PROMPT — Please copy every record exactly as it is written.
──────── INPUT FOR THIS TASK ────────
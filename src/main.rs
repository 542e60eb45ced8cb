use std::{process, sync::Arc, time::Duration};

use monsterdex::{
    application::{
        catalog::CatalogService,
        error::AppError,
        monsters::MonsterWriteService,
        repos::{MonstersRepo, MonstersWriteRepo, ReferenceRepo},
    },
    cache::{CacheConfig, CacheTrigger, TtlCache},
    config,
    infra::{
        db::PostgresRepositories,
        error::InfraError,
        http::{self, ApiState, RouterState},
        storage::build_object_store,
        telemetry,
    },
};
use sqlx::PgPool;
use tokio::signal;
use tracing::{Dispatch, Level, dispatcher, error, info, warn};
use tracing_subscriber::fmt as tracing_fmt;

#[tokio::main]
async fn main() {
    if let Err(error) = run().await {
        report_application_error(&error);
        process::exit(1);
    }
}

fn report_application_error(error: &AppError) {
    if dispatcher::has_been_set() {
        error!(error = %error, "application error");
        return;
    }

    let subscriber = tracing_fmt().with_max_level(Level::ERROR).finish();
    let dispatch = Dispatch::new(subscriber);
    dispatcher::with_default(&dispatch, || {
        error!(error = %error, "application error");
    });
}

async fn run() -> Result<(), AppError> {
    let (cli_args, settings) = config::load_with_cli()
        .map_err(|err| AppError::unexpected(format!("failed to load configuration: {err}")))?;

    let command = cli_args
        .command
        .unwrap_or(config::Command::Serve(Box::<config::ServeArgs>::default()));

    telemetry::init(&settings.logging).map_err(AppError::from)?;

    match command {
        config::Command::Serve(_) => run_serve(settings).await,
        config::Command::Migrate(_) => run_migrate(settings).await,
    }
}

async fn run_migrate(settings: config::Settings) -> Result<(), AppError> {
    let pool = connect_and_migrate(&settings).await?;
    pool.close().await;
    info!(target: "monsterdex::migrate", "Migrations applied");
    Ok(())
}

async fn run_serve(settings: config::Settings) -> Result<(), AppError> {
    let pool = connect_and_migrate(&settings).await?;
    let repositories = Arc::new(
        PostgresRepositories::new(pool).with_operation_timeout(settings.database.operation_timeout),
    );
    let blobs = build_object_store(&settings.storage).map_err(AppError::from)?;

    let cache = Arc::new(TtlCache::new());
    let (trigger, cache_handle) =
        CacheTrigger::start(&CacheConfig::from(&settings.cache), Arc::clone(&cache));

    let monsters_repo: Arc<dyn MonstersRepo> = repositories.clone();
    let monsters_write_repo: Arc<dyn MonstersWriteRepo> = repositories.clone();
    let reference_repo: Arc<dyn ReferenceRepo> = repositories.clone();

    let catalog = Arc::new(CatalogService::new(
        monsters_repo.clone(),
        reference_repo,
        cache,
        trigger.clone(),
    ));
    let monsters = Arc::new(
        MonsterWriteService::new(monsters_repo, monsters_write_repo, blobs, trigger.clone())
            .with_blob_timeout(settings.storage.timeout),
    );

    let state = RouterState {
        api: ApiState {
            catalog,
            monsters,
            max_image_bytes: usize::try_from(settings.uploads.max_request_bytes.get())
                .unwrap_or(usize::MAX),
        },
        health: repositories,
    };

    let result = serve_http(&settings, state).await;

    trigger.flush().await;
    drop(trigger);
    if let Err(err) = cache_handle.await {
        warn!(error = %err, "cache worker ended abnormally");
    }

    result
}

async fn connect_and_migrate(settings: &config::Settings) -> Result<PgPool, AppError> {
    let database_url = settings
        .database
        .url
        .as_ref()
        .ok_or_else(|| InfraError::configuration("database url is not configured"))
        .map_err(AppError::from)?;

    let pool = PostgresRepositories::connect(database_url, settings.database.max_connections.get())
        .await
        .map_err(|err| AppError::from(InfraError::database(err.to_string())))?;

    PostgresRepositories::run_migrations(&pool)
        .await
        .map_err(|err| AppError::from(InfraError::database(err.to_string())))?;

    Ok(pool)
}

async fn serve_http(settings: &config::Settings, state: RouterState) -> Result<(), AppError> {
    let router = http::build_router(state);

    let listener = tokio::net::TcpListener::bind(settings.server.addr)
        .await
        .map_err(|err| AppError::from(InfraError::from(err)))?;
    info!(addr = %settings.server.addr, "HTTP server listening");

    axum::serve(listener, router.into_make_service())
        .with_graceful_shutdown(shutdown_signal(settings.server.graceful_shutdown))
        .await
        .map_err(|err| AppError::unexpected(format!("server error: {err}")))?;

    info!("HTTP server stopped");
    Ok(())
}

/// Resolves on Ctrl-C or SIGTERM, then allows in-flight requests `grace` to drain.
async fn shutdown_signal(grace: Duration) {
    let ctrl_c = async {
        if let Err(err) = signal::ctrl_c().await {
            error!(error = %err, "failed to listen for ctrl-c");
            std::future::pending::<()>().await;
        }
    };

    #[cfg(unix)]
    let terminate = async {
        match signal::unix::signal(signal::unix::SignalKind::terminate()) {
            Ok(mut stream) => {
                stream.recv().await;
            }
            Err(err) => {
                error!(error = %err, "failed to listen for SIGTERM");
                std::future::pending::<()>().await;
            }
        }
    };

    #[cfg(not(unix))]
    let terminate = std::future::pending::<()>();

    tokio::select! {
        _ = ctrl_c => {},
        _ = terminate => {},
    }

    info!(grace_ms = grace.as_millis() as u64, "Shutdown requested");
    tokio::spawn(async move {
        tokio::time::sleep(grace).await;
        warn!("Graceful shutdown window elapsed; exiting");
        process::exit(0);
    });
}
────────
WRITTEN REPLY —
filename src/main.rs
repository 542e60eb45ced8cb
use std::{process, sync::Arc, time::Duration};

use monsterdex::{
    application::{
        catalog::CatalogService,
        error::AppError,
        monsters::MonsterWriteService,
        repos::{MonstersRepo, MonstersWriteRepo, ReferenceRepo},
    },
    cache::{CacheConfig, CacheTrigger, TtlCache},
    config,
    infra::{
        db::PostgresRepositories,
        error::InfraError,
        http::{self, ApiState, RouterState},
        storage::build_object_store,
        telemetry,
    },
};
use sqlx::PgPool;
use tokio::signal;
use tracing::{Dispatch, Level, dispatcher, error, info, warn};
use tracing_subscriber::fmt as tracing_fmt;

#[tokio::main]
async fn main() {
    if let Err(error) = run().await {
        report_application_error(&error);
        process::exit(1);
    }
}

fn report_application_error(error: &AppError) {
    if dispatcher::has_been_set() {
        error!(error = %error, "application error");
        return;
    }

    let subscriber = tracing_fmt().with_max_level(Level::ERROR).finish();
    let dispatch = Dispatch::new(subscriber);
    dispatcher::with_default(&dispatch, || {
        error!(error = %error, "application error");
    });
}

async fn run() -> Result<(), AppError> {
    let (cli_args, settings) = config::load_with_cli()
        .map_err(|err| AppError::unexpected(format!("failed to load configuration: {err}")))?;

    let command = cli_args
        .command
        .unwrap_or(config::Command::Serve(Box::<config::ServeArgs>::default()));

    telemetry::init(&settings.logging).map_err(AppError::from)?;

    match command {
        config::Command::Serve(_) => run_serve(settings).await,
        config::Command::Migrate(_) => run_migrate(settings).await,
    }
}

async fn run_migrate(settings: config::Settings) -> Result<(), AppError> {
    let pool = connect_and_migrate(&settings).await?;
    pool.close().await;
    info!(target: "monsterdex::migrate", "Migrations applied");
    Ok(())
}

async fn run_serve(settings: config::Settings) -> Result<(), AppError> {
    let pool = connect_and_migrate(&settings).await?;
    let repositories = Arc::new(
        PostgresRepositories::new(pool).with_operation_timeout(settings.database.operation_timeout),
    );
    let blobs = build_object_store(&settings.storage).map_err(AppError::from)?;

    let cache = Arc::new(TtlCache::new());
    let (trigger, cache_handle) =
        CacheTrigger::start(&CacheConfig::from(&settings.cache), Arc::clone(&cache));

    let monsters_repo: Arc<dyn MonstersRepo> = repositories.clone();
    let monsters_write_repo: Arc<dyn MonstersWriteRepo> = repositories.clone();
    let reference_repo: Arc<dyn ReferenceRepo> = repositories.clone();

    let catalog = Arc::new(CatalogService::new(
        monsters_repo.clone(),
        reference_repo,
        cache,
        trigger.clone(),
    ));
    let monsters = Arc::new(
        MonsterWriteService::new(monsters_repo, monsters_write_repo, blobs, trigger.clone())
            .with_blob_timeout(settings.storage.timeout),
    );

    let state = RouterState {
        api: ApiState {
            catalog,
            monsters,
            max_image_bytes: usize::try_from(settings.uploads.max_request_bytes.get())
                .unwrap_or(usize::MAX),
        },
        health: repositories,
    };

    let result = serve_http(&settings, state).await;

    trigger.flush().await;
    drop(trigger);
    if let Err(err) = cache_handle.await {
        warn!(error = %err, "cache worker ended abnormally");
    }

    result
}

async fn connect_and_migrate(settings: &config::Settings) -> Result<PgPool, AppError> {
    let database_url = settings
        .database
        .url
        .as_ref()
        .ok_or_else(|| InfraError::configuration("database url is not configured"))
        .map_err(AppError::from)?;

    let pool = PostgresRepositories::connect(database_url, settings.database.max_connections.get())
        .await
        .map_err(|err| AppError::from(InfraError::database(err.to_string())))?;

    PostgresRepositories::run_migrations(&pool)
        .await
        .map_err(|err| AppError::from(InfraError::database(err.to_string())))?;

    Ok(pool)
}

async fn serve_http(settings: &config::Settings, state: RouterState) -> Result<(), AppError> {
    let router = http::build_router(state);

    let listener = tokio::net::TcpListener::bind(settings.server.addr)
        .await
        .map_err(|err| AppError::from(InfraError::from(err)))?;
    info!(addr = %settings.server.addr, "HTTP server listening");

    axum::serve(listener, router.into_make_service())
        .with_graceful_shutdown(shutdown_signal(settings.server.graceful_shutdown))
        .await
        .map_err(|err| AppError::unexpected(format!("server error: {err}")))?;

    info!("HTTP server stopped");
    Ok(())
}

/// Resolves on Ctrl-C or SIGTERM, then allows in-flight requests `grace` to drain.
async fn shutdown_signal(grace: Duration) {
    let ctrl_c = async {
        if let Err(err) = signal::ctrl_c().await {
            error!(error = %err, "failed to listen for ctrl-c");
            std::future::pending::<()>().await;
        }
    };

    #[cfg(unix)]
    let terminate = async {
        match signal::unix::signal(signal::unix::SignalKind::terminate()) {
            Ok(mut stream) => {
                stream.recv().await;
            }
            Err(err) => {
                error!(error = %err, "failed to listen for SIGTERM");
                std::future::pending::<()>().await;
            }
        }
    };

    #[cfg(not(unix))]
    let terminate = std::future::pending::<()>();

    tokio::select! {
        _ = ctrl_c => {},
        _ = terminate => {},
    }

    info!(grace_ms = grace.as_millis() as u64, "Shutdown requested");
    tokio::spawn(async move {
        tokio::time::sleep(grace).await;
        warn!("Graceful shutdown window elapsed; exiting");
        process::exit(0);
    });
}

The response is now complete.